Exercise description:
Go over the records and copy every line with the string "bytes".

Source data:
_ _ _ _ _ _ _

use std::process::Command;

fn bridge() -> Command {
    Command::new(env!("CARGO_BIN_EXE_kanata-sketchybar"))
}

#[test]
fn no_arguments_prints_usage_and_fails() {
    let out = bridge().output().expect("run binary");
    assert!(!out.status.success());
    let stderr = String::from_utf8_lossy(&out.stderr);
    assert!(stderr.contains("Usage:"), "stderr was {:?}", stderr);
    assert!(stderr.contains("<host> <port>"));
    assert!(out.stdout.is_empty());
}

#[test]
fn host_without_port_fails() {
    let out = bridge().arg("localhost").output().expect("run binary");
    assert_eq!(out.status.code(), Some(1));
    assert!(String::from_utf8_lossy(&out.stderr).contains("Usage:"));
}

#[test]
fn invalid_port_fails() {
    let out = bridge()
        .args(["localhost", "notaport"])
        .output()
        .expect("run binary");
    assert_eq!(out.status.code(), Some(1));
    assert!(String::from_utf8_lossy(&out.stderr).contains("Usage:"));
}
//! Startup configuration.
//!
//! The bridge takes exactly two positional arguments:
//!
//! ```text
//! kanata-sketchybar <host> <port>
//! ```
//!
//! Everything else is fixed at compile time.  No configuration file or
//! environment variable is consulted.

use crate::framer::DEFAULT_CAPACITY;
use std::path::PathBuf;
use std::time::Duration;

/// Delay between a failed connect or a lost connection and the next attempt.
pub const RECONNECT_DELAY: Duration = Duration::from_secs(1);

/// Runtime configuration.
#[derive(Debug, Clone, PartialEq, Eq)]
pub struct Config {
    /// kanata TCP server host (name or address).
    pub host: String,
    /// kanata TCP server port.
    pub port: u16,
    /// Fixed wait before each reconnect attempt.
    pub reconnect_delay: Duration,
    /// Receive buffer size; longer lines are dropped.
    pub buffer_capacity: usize,
    /// Status bar client binary.
    pub sketchybar: PathBuf,
}

impl Config {
    /// Build a configuration with the default tunables.
    pub fn new(host: impl Into<String>, port: u16) -> Self {
        Self {
            host: host.into(),
            port,
            reconnect_delay: RECONNECT_DELAY,
            buffer_capacity: DEFAULT_CAPACITY,
            sketchybar: PathBuf::from("sketchybar"),
        }
    }

    /// Parse `<host> <port>` from process arguments (without the program
    /// name).  Extra arguments are ignored.
    pub fn from_args<I, S>(args: I) -> Result<Self, ConfigError>
    where
        I: IntoIterator<Item = S>,
        S: Into<String>,
    {
        let mut args = args.into_iter().map(Into::into);
        let (host, port) = match (args.next(), args.next()) {
            (Some(host), Some(port)) => (host, port),
            _ => return Err(ConfigError::MissingArguments),
        };
        let port = port
            .trim()
            .parse::<u16>()
            .map_err(|_| ConfigError::InvalidPort(port.clone()))?;
        Ok(Self::new(host, port))
    }
}

/// Error from parsing startup arguments.
#[derive(Debug, Clone, PartialEq, Eq, thiserror::Error)]
pub enum ConfigError {
    #[error("missing <host> and <port> arguments")]
    MissingArguments,
    #[error("invalid port: {0:?}")]
    InvalidPort(String),
}

/// Usage text printed when arguments are missing or invalid.
pub fn usage(program: &str) -> String {
    format!(
        "Usage: {0} <host> <port>\nExample: {0} localhost 7070",
        program
    )
}

#[cfg(test)]
mod tests {
    use super::*;

    #[test]
    fn parses_host_and_port() {
        let cfg = Config::from_args(["localhost", "7070"]).unwrap();
        assert_eq!(cfg.host, "localhost");
        assert_eq!(cfg.port, 7070);
        assert_eq!(cfg.reconnect_delay, Duration::from_secs(1));
        assert_eq!(cfg.buffer_capacity, 4096);
        assert_eq!(cfg.sketchybar, PathBuf::from("sketchybar"));
    }

    #[test]
    fn extra_arguments_are_ignored() {
        let cfg = Config::from_args(["127.0.0.1", "1", "extra"]).unwrap();
        assert_eq!(cfg.port, 1);
    }

    #[test]
    fn missing_arguments() {
        assert_eq!(
            Config::from_args(Vec::<String>::new()),
            Err(ConfigError::MissingArguments)
        );
        assert_eq!(
            Config::from_args(["localhost"]),
            Err(ConfigError::MissingArguments)
        );
    }

    #[test]
    fn invalid_port() {
        assert_eq!(
            Config::from_args(["localhost", "http"]),
            Err(ConfigError::InvalidPort("http".into()))
        );
        assert_eq!(
            Config::from_args(["localhost", "70000"]),
            Err(ConfigError::InvalidPort("70000".into()))
        );
    }

    #[test]
    fn usage_names_program() {
        let text = usage("kanata-sketchybar");
        assert!(text.starts_with("Usage: kanata-sketchybar <host> <port>"));
        assert!(text.contains("localhost 7070"));
    }
}
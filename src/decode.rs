//! Classifies one kanata message into an [`Event`].
//!
//! kanata's TCP server writes one object per line, keyed by an
//! externally-tagged event name:
//!
//! ```json
//! {"LayerChange":{"new":"nav"}}
//! {"MessagePush":{"message":["mod:cmd:on"]}}
//! ```
//!
//! Anything else (other tags, missing fields, a malformed push payload)
//! decodes to `None`.

use crate::event::Event;
use crate::extract::{extract, truncate, Shape};

const LAYER_CHANGE_TAG: &str = "\"LayerChange\"";
const MESSAGE_PUSH_TAG: &str = "\"MessagePush\"";

/// Maximum modifier name length, in bytes.
pub const MAX_MOD_NAME_LEN: usize = 31;

/// Maximum modifier state length, in bytes.
pub const MAX_MOD_STATE_LEN: usize = 7;

/// Decode a single message.  Never fails; unrecognized input is `None`.
pub fn decode(message: &str) -> Option<Event> {
    if message.contains(LAYER_CHANGE_TAG) {
        let layer = extract(message, "new", Shape::Scalar)?;
        return Some(Event::LayerChange {
            layer: layer.to_string(),
        });
    }

    if message.contains(MESSAGE_PUSH_TAG) {
        let value = extract(message, "message", Shape::SingleElementArray)?;
        return parse_modifier(value);
    }

    None
}

/// Split a `group:name:state` push value.
///
/// Only the first two colons separate; the state runs to the first
/// whitespace and is bounded.  Empty names or states are rejected.
fn parse_modifier(value: &str) -> Option<Event> {
    let (group, rest) = value.split_once(':')?;
    let (name, state) = rest.split_once(':')?;
    let state = state.split_whitespace().next()?;

    let name = truncate(name, MAX_MOD_NAME_LEN);
    let state = truncate(state, MAX_MOD_STATE_LEN);
    if name.is_empty() {
        return None;
    }

    Some(Event::ModifierState {
        group: group.to_string(),
        name: name.to_string(),
        state: state.to_string(),
    })
}

#[cfg(test)]
mod tests {
    use super::*;

    fn modifier(group: &str, name: &str, state: &str) -> Event {
        Event::ModifierState {
            group: group.into(),
            name: name.into(),
            state: state.into(),
        }
    }

    #[test]
    fn layer_change() {
        assert_eq!(
            decode(r#"{"LayerChange":{"new":"nav"}}"#),
            Some(Event::LayerChange { layer: "nav".into() })
        );
    }

    #[test]
    fn layer_change_without_field_is_dropped() {
        assert_eq!(decode(r#"{"LayerChange":{"old":"nav"}}"#), None);
        assert_eq!(decode(r#"{"LayerChange":{"new":"nav"#), None);
    }

    #[test]
    fn message_push() {
        assert_eq!(
            decode(r#"{"MessagePush":{"message":["mod:cmd:on"]}}"#),
            Some(modifier("mod", "cmd", "on"))
        );
    }

    #[test]
    fn message_push_keeps_group() {
        assert_eq!(
            decode(r#"{"MessagePush":{"message":["hyper:alt:off"]}}"#),
            Some(modifier("hyper", "alt", "off"))
        );
    }

    #[test]
    fn message_push_needs_two_separators() {
        assert_eq!(decode(r#"{"MessagePush":{"message":["mod:cmd"]}}"#), None);
        assert_eq!(decode(r#"{"MessagePush":{"message":["nocolons"]}}"#), None);
    }

    #[test]
    fn message_push_rejects_empty_parts() {
        assert_eq!(decode(r#"{"MessagePush":{"message":["mod::on"]}}"#), None);
        assert_eq!(decode(r#"{"MessagePush":{"message":["mod:cmd:"]}}"#), None);
    }

    #[test]
    fn extra_colons_stay_in_state() {
        assert_eq!(
            decode(r#"{"MessagePush":{"message":["mod:cmd:on:x"]}}"#),
            Some(modifier("mod", "cmd", "on:x"))
        );
    }

    #[test]
    fn state_is_bounded() {
        assert_eq!(
            decode(r#"{"MessagePush":{"message":["mod:cmd:enabled-now"]}}"#),
            Some(modifier("mod", "cmd", "enabled"))
        );
        assert_eq!(
            decode(r#"{"MessagePush":{"message":["mod:cmd:on now"]}}"#),
            Some(modifier("mod", "cmd", "on"))
        );
    }

    #[test]
    fn name_is_bounded() {
        let name = "n".repeat(40);
        let msg = format!(r#"{{"MessagePush":{{"message":["mod:{}:on"]}}}}"#, name);
        match decode(&msg) {
            Some(Event::ModifierState { name, .. }) => assert_eq!(name.len(), MAX_MOD_NAME_LEN),
            other => panic!("unexpected {:?}", other),
        }
    }

    #[test]
    fn message_push_with_scalar_message_is_dropped() {
        assert_eq!(decode(r#"{"MessagePush":{"message":"mod:cmd:on"}}"#), None);
    }

    #[test]
    fn unknown_tag() {
        assert_eq!(decode(r#"{"Other":{}}"#), None);
        assert_eq!(decode(r#"{"CurrentLayerName":{"name":"base"}}"#), None);
        assert_eq!(decode("garbage"), None);
        assert_eq!(decode(""), None);
    }

    #[test]
    fn layer_change_takes_priority() {
        let msg = r#"{"LayerChange":{"new":"nav"},"MessagePush":{"message":["mod:cmd:on"]}}"#;
        assert_eq!(decode(msg), Some(Event::LayerChange { layer: "nav".into() }));
    }
}
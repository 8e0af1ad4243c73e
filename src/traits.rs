//! The seam between the bridge and the status bar it drives.
//!
//! The [`ConnectionManager`](crate::connection::ConnectionManager) only
//! knows about [`StatusBar`], so framing and decoding can be exercised
//! against a recording test double instead of a real `sketchybar` process.

use crate::event::SinkCommand;

/// Something that accepts status bar commands.
///
/// An implementation might spawn the `sketchybar` binary, or it might
/// simply record what it was asked to do.
///
/// # Contract
///
/// * [`send`](StatusBar::send) is synchronous; the bridge does not read
///   from kanata again until it returns.
/// * A returned error is logged by the caller and otherwise ignored.  It
///   never affects the kanata connection.
pub trait StatusBar {
    /// The error type produced by this sink.
    type Error: std::error::Error + Send + 'static;

    /// Deliver one command.
    fn send(&mut self, command: &SinkCommand) -> Result<(), Self::Error>;
}
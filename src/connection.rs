//! The kanata connection loop.
//!
//! [`ConnectionManager`] drives a three-state machine:
//!
//! ```text
//!            connect ok
//! Connecting ──────────► Connected ──┐ read > 0: frame, decode, emit
//!     ▲                      │  ◄────┘
//!     │ after delay          │ EOF / read error
//!     │                      ▼
//!     └───────────── Disconnected ◄── connect failed
//! ```
//!
//! The socket and its receive buffer live inside the `Connected` state, so
//! a lost connection drops both and the next connection starts from an
//! empty buffer.  Retries are unbounded with a fixed delay.

use crate::config::Config;
use crate::decode::decode;
use crate::framer::Framer;
use crate::traits::StatusBar;
use log::{debug, info, warn};
use std::io::{ErrorKind, Read};
use std::net::TcpStream;

/// Read chunk size for a single `read` call.
const READ_CHUNK: usize = 4096;

/// Why a connection attempt or session ended.
#[derive(Debug, thiserror::Error)]
pub enum ConnectionError {
    #[error("failed to connect to {addr}: {source}")]
    Connect {
        addr: String,
        #[source]
        source: std::io::Error,
    },
    #[error("read error: {0}")]
    Read(#[source] std::io::Error),
    #[error("connection closed by peer")]
    Closed,
}

/// Where the connection loop currently is.
#[derive(Debug)]
pub enum ConnectionState<S = TcpStream> {
    /// Waiting out the reconnect delay.
    Disconnected,
    /// About to attempt a connect.
    Connecting,
    /// Reading from a live socket.
    Connected { stream: S, framer: Framer },
}

impl<S> ConnectionState<S> {
    pub fn is_connected(&self) -> bool {
        matches!(self, ConnectionState::Connected { .. })
    }
}

/// Owns the kanata connection and forwards decoded events to a
/// [`StatusBar`].
pub struct ConnectionManager<B> {
    config: Config,
    bar: B,
}

impl<B: StatusBar> ConnectionManager<B> {
    pub fn new(config: Config, bar: B) -> Self {
        Self { config, bar }
    }

    pub fn bar(&self) -> &B {
        &self.bar
    }

    /// Run forever.  The first connect attempt is immediate.
    pub fn run(mut self) -> ! {
        info!(
            "bridging kanata at {}:{}",
            self.config.host, self.config.port
        );
        let mut state = ConnectionState::Connecting;
        loop {
            state = self.step(state);
        }
    }

    /// Perform exactly one transition.
    pub fn step(&mut self, state: ConnectionState) -> ConnectionState {
        match state {
            ConnectionState::Disconnected => {
                std::thread::sleep(self.config.reconnect_delay);
                ConnectionState::Connecting
            }
            ConnectionState::Connecting => match self.connect() {
                Ok(stream) => {
                    info!(
                        "connected to kanata at {}:{}",
                        self.config.host, self.config.port
                    );
                    ConnectionState::Connected {
                        stream,
                        framer: Framer::new(self.config.buffer_capacity),
                    }
                }
                Err(e) => {
                    debug!("{}", e);
                    ConnectionState::Disconnected
                }
            },
            ConnectionState::Connected { stream, framer } => self.read_step(stream, framer),
        }
    }

    /// One read on a live connection: stay `Connected` on data, drop to
    /// `Disconnected` on EOF or error.
    fn read_step<S: Read>(&mut self, mut stream: S, mut framer: Framer) -> ConnectionState<S> {
        match self.read_once(&mut stream, &mut framer) {
            Ok(()) => ConnectionState::Connected { stream, framer },
            Err(e) => {
                info!("kanata connection lost: {}", e);
                // Dropping `stream` closes the socket; `framer` and any
                // partial line go with it.
                ConnectionState::Disconnected
            }
        }
    }

    /// Resolve the configured host and connect to the first address that
    /// accepts.
    fn connect(&self) -> Result<TcpStream, ConnectionError> {
        let addr = (self.config.host.as_str(), self.config.port);
        TcpStream::connect(addr).map_err(|source| ConnectionError::Connect {
            addr: format!("{}:{}", self.config.host, self.config.port),
            source,
        })
    }

    /// Block for one read and process whatever arrived.
    fn read_once<R: Read>(
        &mut self,
        reader: &mut R,
        framer: &mut Framer,
    ) -> Result<(), ConnectionError> {
        let mut chunk = [0u8; READ_CHUNK];
        let n = loop {
            match reader.read(&mut chunk) {
                Ok(0) => return Err(ConnectionError::Closed),
                Ok(n) => break n,
                Err(e) if e.kind() == ErrorKind::Interrupted => continue,
                Err(e) => return Err(ConnectionError::Read(e)),
            }
        };
        framer.feed(&chunk[..n], |msg| emit(&mut self.bar, msg));
        Ok(())
    }

    /// Decode one message and send the resulting command, if any.
    pub fn handle_message(&mut self, message: &str) {
        emit(&mut self.bar, message);
    }
}

fn emit<B: StatusBar>(bar: &mut B, message: &str) {
    let Some(event) = decode(message) else {
        debug!("ignoring message: {}", message);
        return;
    };
    match event.to_command() {
        Ok(cmd) => {
            debug!("{}", event);
            if let Err(e) = bar.send(&cmd) {
                warn!("status bar command failed: {}", e);
            }
        }
        Err(e) => warn!("dropping {}: {}", event, e),
    }
}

_ _ _ _ _ _ _

Solution to the exercise:
/// Maximum modifier name length, in bytes.
/// Maximum modifier state length, in bytes.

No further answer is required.